You will need to declutter all the rooms to limit the number of hiding spots for the bed bugs. Empty drawers and closets in the infested rooms. If you have infected mattresses or box springs, slash them with a knife or scissors, place them in hermetically sealed bags and throw them out. If they are not infected, steam clean them as indicated above and then place them in a hermetically sealed bag. Vacuum the infected rooms. This will reduce the number of bed bugs but will not kill them.
After you finish, place the vacuum cleaner bag or its contents in a hermetically sealed bag and dispose of it in an outside garbage.
You and your pets must vacate the premises during the extermination. After the extermination, you must wait at least 6 hours before returning (12 hours for children and people with respiratory problems and/or allergies, and 24 hours for babies 0-12 months, children who have not yet learned to walk and pregnant women).
Once you are back, ventilate the rooms where the extermination took place, avoid walking barefoot in these areas for at least 48 hours and regularly check the treated areas for bed bugs. Once you are assured that the insects have been eliminated, you may proceed to put back all your items and furniture.
Given that bedbugs are often a problem that spans your whole house, you might hope to have your home insurance pay for the extermination.
However, almost all home insurance policies exclude coverage for damage from vermin and pests—and bedbugs are nothing if not pests. Moreover, home insurance is meant to cover damage to the home, and bedbugs rarely cause serious damage to the home or the furniture.
Unfortunately, your home insurance policy is unlikely to help you cover the cost of exterminating bedbugs. Pest control falls under routine maintenance of a home, and that responsibility lies with the homeowner.
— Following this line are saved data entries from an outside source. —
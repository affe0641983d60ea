//! External trigger for the agent action scheduler (cron hits this).

use actix_web::{web, HttpResponse};
use serde::Deserialize;

use crate::actions::ActionCategory;
use crate::error::ApiError;
use crate::AppState;

pub fn config(cfg: &mut web::ServiceConfig) {
    cfg.service(
        web::resource("/api/scheduled-agent-actions").route(web::post().to(run_scheduled_actions)),
    );
}

#[derive(Debug, Deserialize)]
#[serde(rename_all = "camelCase")]
struct ScheduledActionsRequest {
    secret_key: String,
    category: Option<ActionCategory>,
}

async fn run_scheduled_actions(
    state: web::Data<AppState>,
    body: web::Json<ScheduledActionsRequest>,
) -> Result<HttpResponse, ApiError> {
    let results = state
        .scheduler
        .run_scheduled_actions(&body.secret_key, body.category)
        .await?;

    // Batch-level success means "the batch ran to completion"; per-agent
    // outcomes carry their own success flags
    Ok(HttpResponse::Ok().json(serde_json::json!({
        "success": true,
        "results": results,
    })))
}

#[cfg(test)]
mod tests {
    use super::*;
    use crate::controllers::testing::{test_state, TEST_SCHEDULER_SECRET};
    use crate::models::AgentProfile;
    use actix_web::{test, App};

    #[actix_web::test]
    async fn test_bad_secret_is_401() {
        let (state, _dir) = test_state(None);
        let app = test::init_service(App::new().app_data(state.clone()).configure(config)).await;

        let resp = test::call_service(
            &app,
            test::TestRequest::post()
                .uri("/api/scheduled-agent-actions")
                .set_json(serde_json::json!({ "secretKey": "wrong" }))
                .to_request(),
        )
        .await;
        assert_eq!(resp.status(), 401);
    }

    #[actix_web::test]
    async fn test_batch_reports_per_agent_results() {
        let (state, _dir) = test_state(None);
        state
            .db
            .insert_agent_profile(&AgentProfile::empty("ada", "Ada", None))
            .unwrap();
        let app = test::init_service(App::new().app_data(state.clone()).configure(config)).await;

        let body: serde_json::Value = test::call_and_read_body_json(
            &app,
            test::TestRequest::post()
                .uri("/api/scheduled-agent-actions")
                .set_json(serde_json::json!({ "secretKey": TEST_SCHEDULER_SECRET }))
                .to_request(),
        )
        .await;

        assert_eq!(body["success"], true);
        let results = body["results"].as_array().unwrap();
        assert_eq!(results.len(), 1);
        assert_eq!(results[0]["handle"], "ada");
        assert_eq!(results[0]["success"], true);
        assert_eq!(
            state.db.list_action_events_for_handle("ada", 10).unwrap().len(),
            1
        );
    }

    #[actix_web::test]
    async fn test_category_filter_is_accepted() {
        let (state, _dir) = test_state(None);
        state
            .db
            .insert_agent_profile(&AgentProfile::empty("ada", "Ada", None))
            .unwrap();
        let app = test::init_service(App::new().app_data(state.clone()).configure(config)).await;

        let body: serde_json::Value = test::call_and_read_body_json(
            &app,
            test::TestRequest::post()
                .uri("/api/scheduled-agent-actions")
                .set_json(serde_json::json!({
                    "secretKey": TEST_SCHEDULER_SECRET,
                    "category": "reflection",
                }))
                .to_request(),
        )
        .await;

        assert_eq!(body["results"][0]["success"], true);
        // Reflection actions never produce tweets
        assert_eq!(state.db.count_tweets_for_handle("ada").unwrap(), 0);
    }
}
//! Custodial wallet balance reads, cached.

use actix_web::{web, HttpResponse};
use serde::Deserialize;

use crate::error::ApiError;
use crate::AppState;

pub fn config(cfg: &mut web::ServiceConfig) {
    cfg.service(web::resource("/api/wallet/balance").route(web::get().to(get_balance)));
}

#[derive(Debug, Deserialize)]
struct BalanceQuery {
    handle: Option<String>,
}

async fn get_balance(
    state: web::Data<AppState>,
    query: web::Query<BalanceQuery>,
) -> Result<HttpResponse, ApiError> {
    let handle = query
        .handle
        .as_deref()
        .filter(|h| !h.trim().is_empty())
        .ok_or_else(|| ApiError::Validation("Missing handle".to_string()))?;

    let wallet = state
        .db
        .get_wallet(handle)?
        .ok_or_else(|| ApiError::NotFound(format!("No wallet for agent: {}", handle)))?;

    let balance = match state.balances.get(handle) {
        Some(cached) => cached,
        None => {
            let fresh = state.wallets.balance_of(&wallet.address).await?;
            state.balances.insert(handle, fresh.clone());
            fresh
        }
    };

    Ok(HttpResponse::Ok().json(serde_json::json!({
        "success": true,
        "handle": handle,
        "address": wallet.address,
        "balance": balance,
    })))
}
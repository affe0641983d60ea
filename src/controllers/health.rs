use actix_web::{web, HttpResponse, Responder};

/// Version from Cargo.toml, available at compile time
pub const VERSION: &str = env!("CARGO_PKG_VERSION");

pub fn config(cfg: &mut web::ServiceConfig) {
    cfg.service(web::resource("/api/health").route(web::get().to(health_check)));
    cfg.service(web::resource("/api/version").route(web::get().to(get_version)));
}

async fn health_check() -> impl Responder {
    HttpResponse::Ok().json(serde_json::json!({
        "success": true,
        "status": "ok",
        "version": VERSION
    }))
}

async fn get_version() -> impl Responder {
    HttpResponse::Ok().json(serde_json::json!({
        "success": true,
        "version": VERSION
    }))
}

#[cfg(test)]
mod tests {
    use super::*;
    use actix_web::{test, App};

    #[actix_web::test]
    async fn test_health_reports_ok() {
        let app = test::init_service(App::new().configure(config)).await;
        let req = test::TestRequest::get().uri("/api/health").to_request();
        let body: serde_json::Value = test::call_and_read_body_json(&app, req).await;
        assert_eq!(body["success"], true);
        assert_eq!(body["status"], "ok");
        assert_eq!(body["version"], VERSION);
    }
}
Yes. Bed bugs are about the size of an apple pip (4 to 7 mm). They are reddish-brown.
Bed bugs live and hide in the articles that they infest (beds, mattresses, box springs, mattress stitches, bedding, furniture, drawers, clothes, backpacks, purses, suitcases, chairs, sofas, crown molding, window and door frames, heated baseboards, papers, books, and clocks, among others).
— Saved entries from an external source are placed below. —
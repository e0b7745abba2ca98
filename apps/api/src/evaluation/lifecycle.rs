//! Evaluation lifecycle: turns a submitted form into a stored record.
//!
//! Drafts are stored as-is. Submissions run the validator: a clean result is `completed`,
//! anything else is still stored but tagged `needs_improvement`.

use chrono::{DateTime, Utc};
use serde::{Deserialize, Serialize};
use uuid::Uuid;

use crate::evaluation::aggregate::{
    summarize, summarize_dispositions, DispositionSummary, ScoreSummary,
};
use crate::evaluation::models::{
    EvaluationForm, EvaluationInput, EvaluationRecord, EvaluationStatus,
};
use crate::evaluation::validation::{validate, ValidationIssue};
use crate::rubric::RubricSet;

#[derive(Debug, Clone, Copy, Default, PartialEq, Eq, Deserialize)]
#[serde(rename_all = "snake_case")]
pub enum SaveAction {
    #[default]
    Draft,
    Submit,
}

/// Aggregates and validation issues for one form.
#[derive(Debug, Clone, Serialize)]
pub struct Assessment {
    pub summary: ScoreSummary,
    /// `None` when the rubric set has no dispositions.
    pub dispositions: Option<DispositionSummary>,
    pub issues: Vec<ValidationIssue>,
    pub eligible_for_completion: bool,
}

pub fn assess(form: &EvaluationForm) -> Assessment {
    let set = form.rubric_type.rubric_set();
    let issues = validate(
        &form.scores,
        &form.justifications,
        &form.disposition_scores,
        set.items,
        set.dispositions,
    );
    Assessment {
        summary: summarize(&form.scores),
        dispositions: (!set.dispositions.is_empty())
            .then(|| summarize_dispositions(&form.disposition_scores)),
        eligible_for_completion: issues.is_empty(),
        issues,
    }
}

/// Rejects forms that cannot be stored at all: blank names, or ids that are not part of
/// the selected rubric set. Completion rules are not checked here.
pub fn check_form(form: &EvaluationForm) -> Result<(), String> {
    if form.student_name.trim().is_empty() {
        return Err("student_name cannot be empty".to_string());
    }
    if form.evaluator_name.trim().is_empty() {
        return Err("evaluator_name cannot be empty".to_string());
    }

    let set = form.rubric_type.rubric_set();
    let keyed_items = form
        .scores
        .keys()
        .chain(form.justifications.keys())
        .chain(form.ai_analyses.keys());
    if let Some(unknown) = keyed_items.into_iter().find(|id| set.item(id).is_none()) {
        return Err(unknown_id(&set, "rubric item", unknown));
    }

    let keyed_dispositions = form
        .disposition_scores
        .keys()
        .chain(form.disposition_comments.keys());
    if let Some(unknown) = keyed_dispositions
        .into_iter()
        .find(|id| set.disposition(id).is_none())
    {
        return Err(unknown_id(&set, "disposition", unknown));
    }

    Ok(())
}

fn unknown_id(set: &RubricSet, kind: &str, id: &str) -> String {
    format!(
        "unknown {kind} '{id}' for rubric type '{}'",
        set.rubric_type.as_str()
    )
}

/// Builds the record to persist for `input`.
///
/// `existing` is the stored record with the same id, if any; its `created_at` is kept.
pub fn prepare_record(
    input: EvaluationInput,
    action: SaveAction,
    existing: Option<&EvaluationRecord>,
    now: DateTime<Utc>,
) -> (EvaluationRecord, Assessment) {
    let assessment = assess(&input.form);

    let (status, completed_at) = match action {
        SaveAction::Draft => (EvaluationStatus::Draft, None),
        SaveAction::Submit if assessment.eligible_for_completion => {
            (EvaluationStatus::Completed, Some(now))
        }
        SaveAction::Submit => (EvaluationStatus::NeedsImprovement, None),
    };

    let id = input
        .id
        .filter(|id| !id.trim().is_empty())
        .unwrap_or_else(|| Uuid::new_v4().to_string());

    let record = EvaluationRecord {
        id,
        total_score: assessment.summary.total,
        form: input.form,
        status,
        created_at: existing.map_or(now, |r| r.created_at),
        completed_at,
    };

    (record, assessment)
}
Bed bugs leave bites on your skin like mosquitoes. They also leave small black stains on mattresses, sheets, and box springs from their excrement. You may also see dead bed bugs and shed skin in or close to the bed.
Fortunately, bed bugs do not carry or transmit disease, but their bites can cause more serious reactions in some people, such as hives or an allergic reaction. It is always best to see your doctor if you experience a severe reaction.